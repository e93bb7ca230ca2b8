use crate::model::{AgentGroup, SessionStatus, SubagentNode, ACTIVE_THRESHOLD_MS};

const CHANNEL_ICONS: [(&str, &str); 4] = [
    ("discord", "⌨"),
    ("cron", "⏱"),
    ("hearth", "🔥"),
    ("webchat", "🌐"),
];

/// `0`, `950`, `27K`, `1.2M`.
pub fn format_tokens(count: u64) -> String {
    if count >= 1_000_000 {
        format!("{:.1}M", count as f64 / 1_000_000.0)
    } else if count >= 1_000 {
        format!("{}K", count / 1_000)
    } else {
        count.to_string()
    }
}

/// `active` while [`derive_status`](crate::model::derive_status) would say so,
/// then `Ns ago`, `Nm ago`, `Nh ago`, `Nd ago`.
pub fn relative_time(updated_at_ms: i64, now_ms: i64) -> String {
    let delta_ms = now_ms.saturating_sub(updated_at_ms);
    if delta_ms < ACTIVE_THRESHOLD_MS {
        return "active".to_string();
    }
    let seconds = delta_ms / 1_000;
    match seconds {
        s if s < 60 => format!("{s}s ago"),
        s if s < 3_600 => format!("{}m ago", s / 60),
        s if s < 86_400 => format!("{}h ago", s / 3_600),
        s => format!("{}d ago", s / 86_400),
    }
}

/// `0s`, `1s`, `1m1s`, `1h1m`. Partial seconds round up; seconds are
/// dropped once the runtime reaches an hour.
pub fn format_runtime(runtime_ms: u64) -> String {
    if runtime_ms == 0 {
        return "0s".to_string();
    }
    let total_seconds = runtime_ms.div_ceil(1_000);
    let hours = total_seconds / 3_600;
    let minutes = (total_seconds % 3_600) / 60;
    let seconds = total_seconds % 60;

    let mut out = String::new();
    if hours > 0 {
        out.push_str(&format!("{hours}h"));
    }
    if minutes > 0 {
        out.push_str(&format!("{minutes}m"));
    }
    if seconds > 0 && hours == 0 {
        out.push_str(&format!("{seconds}s"));
    }
    out
}

/// Exact channel match first, then substring (`cron:nightly` → cron).
pub fn channel_icon(channel: &str) -> &'static str {
    if let Some((_, icon)) = CHANNEL_ICONS.iter().find(|(name, _)| *name == channel) {
        return *icon;
    }
    CHANNEL_ICONS
        .iter()
        .find(|(name, _)| channel.contains(*name))
        .map(|(_, icon)| *icon)
        .unwrap_or("·")
}

#[derive(Debug, Clone, Copy, Default, PartialEq, Eq)]
pub struct StatusCounts {
    pub active: usize,
    pub idle: usize,
    pub aborted: usize,
}

impl StatusCounts {
    pub fn tally(groups: &[AgentGroup], now_ms: i64) -> Self {
        let mut counts = Self::default();
        for session in groups.iter().flat_map(|group| group.sessions.iter()) {
            match session.status(now_ms) {
                SessionStatus::Active => counts.active += 1,
                SessionStatus::Idle => counts.idle += 1,
                SessionStatus::Aborted => counts.aborted += 1,
            }
        }
        counts
    }

    pub fn total(&self) -> usize {
        self.active + self.idle + self.aborted
    }
}

/// Counts over the whole sub-agent tree, every nesting level included.
#[derive(Debug, Clone, Copy, Default, PartialEq, Eq)]
pub struct SubagentStats {
    pub active: usize,
    pub completed: usize,
    pub total: usize,
    pub longest_active_ms: u64,
}

impl SubagentStats {
    /// `None` for an empty tree, so callers fall back to session counts.
    pub fn tally(nodes: &[SubagentNode]) -> Option<Self> {
        if nodes.is_empty() {
            return None;
        }
        let mut stats = Self::default();
        for node in nodes.iter().flat_map(SubagentNode::walk) {
            stats.total += 1;
            if node.is_active() {
                stats.active += 1;
                stats.longest_active_ms = stats.longest_active_ms.max(node.runtime_ms);
            } else if node.is_completed() {
                stats.completed += 1;
            }
        }
        Some(stats)
    }
}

▶ **Aim of the task**
Reproduce every entry above so that each one matches its source exactly.

▶ **Result**
repository e93bb7ca230ca2b8
use crate::model::{AgentGroup, SessionStatus, SubagentNode, ACTIVE_THRESHOLD_MS};

const CHANNEL_ICONS: [(&str, &str); 4] = [
    ("discord", "⌨"),
    ("cron", "⏱"),
    ("hearth", "🔥"),
    ("webchat", "🌐"),
];

/// `0`, `950`, `27K`, `1.2M`.
pub fn format_tokens(count: u64) -> String {
    if count >= 1_000_000 {
        format!("{:.1}M", count as f64 / 1_000_000.0)
    } else if count >= 1_000 {
        format!("{}K", count / 1_000)
    } else {
        count.to_string()
    }
}

/// `active` while [`derive_status`](crate::model::derive_status) would say so,
/// then `Ns ago`, `Nm ago`, `Nh ago`, `Nd ago`.
pub fn relative_time(updated_at_ms: i64, now_ms: i64) -> String {
    let delta_ms = now_ms.saturating_sub(updated_at_ms);
    if delta_ms < ACTIVE_THRESHOLD_MS {
        return "active".to_string();
    }
    let seconds = delta_ms / 1_000;
    match seconds {
        s if s < 60 => format!("{s}s ago"),
        s if s < 3_600 => format!("{}m ago", s / 60),
        s if s < 86_400 => format!("{}h ago", s / 3_600),
        s => format!("{}d ago", s / 86_400),
    }
}

/// `0s`, `1s`, `1m1s`, `1h1m`. Partial seconds round up; seconds are
/// dropped once the runtime reaches an hour.
pub fn format_runtime(runtime_ms: u64) -> String {
    if runtime_ms == 0 {
        return "0s".to_string();
    }
    let total_seconds = runtime_ms.div_ceil(1_000);
    let hours = total_seconds / 3_600;
    let minutes = (total_seconds % 3_600) / 60;
    let seconds = total_seconds % 60;

    let mut out = String::new();
    if hours > 0 {
        out.push_str(&format!("{hours}h"));
    }
    if minutes > 0 {
        out.push_str(&format!("{minutes}m"));
    }
    if seconds > 0 && hours == 0 {
        out.push_str(&format!("{seconds}s"));
    }
    out
}

/// Exact channel match first, then substring (`cron:nightly` → cron).
pub fn channel_icon(channel: &str) -> &'static str {
    if let Some((_, icon)) = CHANNEL_ICONS.iter().find(|(name, _)| *name == channel) {
        return *icon;
    }
    CHANNEL_ICONS
        .iter()
        .find(|(name, _)| channel.contains(*name))
        .map(|(_, icon)| *icon)
        .unwrap_or("·")
}

#[derive(Debug, Clone, Copy, Default, PartialEq, Eq)]
pub struct StatusCounts {
    pub active: usize,
    pub idle: usize,
    pub aborted: usize,
}

impl StatusCounts {
    pub fn tally(groups: &[AgentGroup], now_ms: i64) -> Self {
        let mut counts = Self::default();
        for session in groups.iter().flat_map(|group| group.sessions.iter()) {
            match session.status(now_ms) {
                SessionStatus::Active => counts.active += 1,
                SessionStatus::Idle => counts.idle += 1,
                SessionStatus::Aborted => counts.aborted += 1,
            }
        }
        counts
    }

    pub fn total(&self) -> usize {
        self.active + self.idle + self.aborted
    }
}

/// Counts over the whole sub-agent tree, every nesting level included.
#[derive(Debug, Clone, Copy, Default, PartialEq, Eq)]
pub struct SubagentStats {
    pub active: usize,
    pub completed: usize,
    pub total: usize,
    pub longest_active_ms: u64,
}

impl SubagentStats {
    /// `None` for an empty tree, so callers fall back to session counts.
    pub fn tally(nodes: &[SubagentNode]) -> Option<Self> {
        if nodes.is_empty() {
            return None;
        }
        let mut stats = Self::default();
        for node in nodes.iter().flat_map(SubagentNode::walk) {
            stats.total += 1;
            if node.is_active() {
                stats.active += 1;
                stats.longest_active_ms = stats.longest_active_ms.max(node.runtime_ms);
            } else if node.is_completed() {
                stats.completed += 1;
            }
        }
        Some(stats)
    }
}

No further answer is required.